** YOUR GOAL **
Look through the listing and locate every line containing the word "HeaderMap"; copy those lines.
PROVIDED DATA section start
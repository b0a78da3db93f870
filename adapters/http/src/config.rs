//! Configuration for the HTTP graph client

use serde::{Deserialize, Serialize};

/// Connection settings for the graph service.
#[derive(Debug, Clone, Serialize, Deserialize)]
pub struct HttpGraphConfig {
    /// Service base URL (the job request's `api_base`).
    pub base_url: String,
    /// Per-request timeout in milliseconds.
    pub timeout_ms: u64,
    /// Bearer token, if the deployment requires one.
    pub auth_token: Option<String>,
}

impl HttpGraphConfig {
    pub fn new(base_url: impl Into<String>) -> Self {
        Self {
            base_url: base_url.into(),
            timeout_ms: 30_000,
            auth_token: None,
        }
    }

    pub fn with_timeout_ms(mut self, timeout_ms: u64) -> Self {
        self.timeout_ms = timeout_ms;
        self
    }

    pub fn with_auth_token(mut self, token: impl Into<String>) -> Self {
        self.auth_token = Some(token.into());
        self
    }

    /// Default headers derived from this configuration.
    pub fn auth_headers(&self) -> reqwest::header::HeaderMap {
        let mut headers = reqwest::header::HeaderMap::new();
        if let Some(token) = &self.auth_token {
            if let Ok(value) = format!("Bearer {token}").parse() {
                headers.insert(reqwest::header::AUTHORIZATION, value);
            }
        }
        headers
    }
}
PROVIDED DATA section end
** EXERCISE SOLUTION **
    pub fn auth_headers(&self) -> reqwest::header::HeaderMap {
        let mut headers = reqwest::header::HeaderMap::new();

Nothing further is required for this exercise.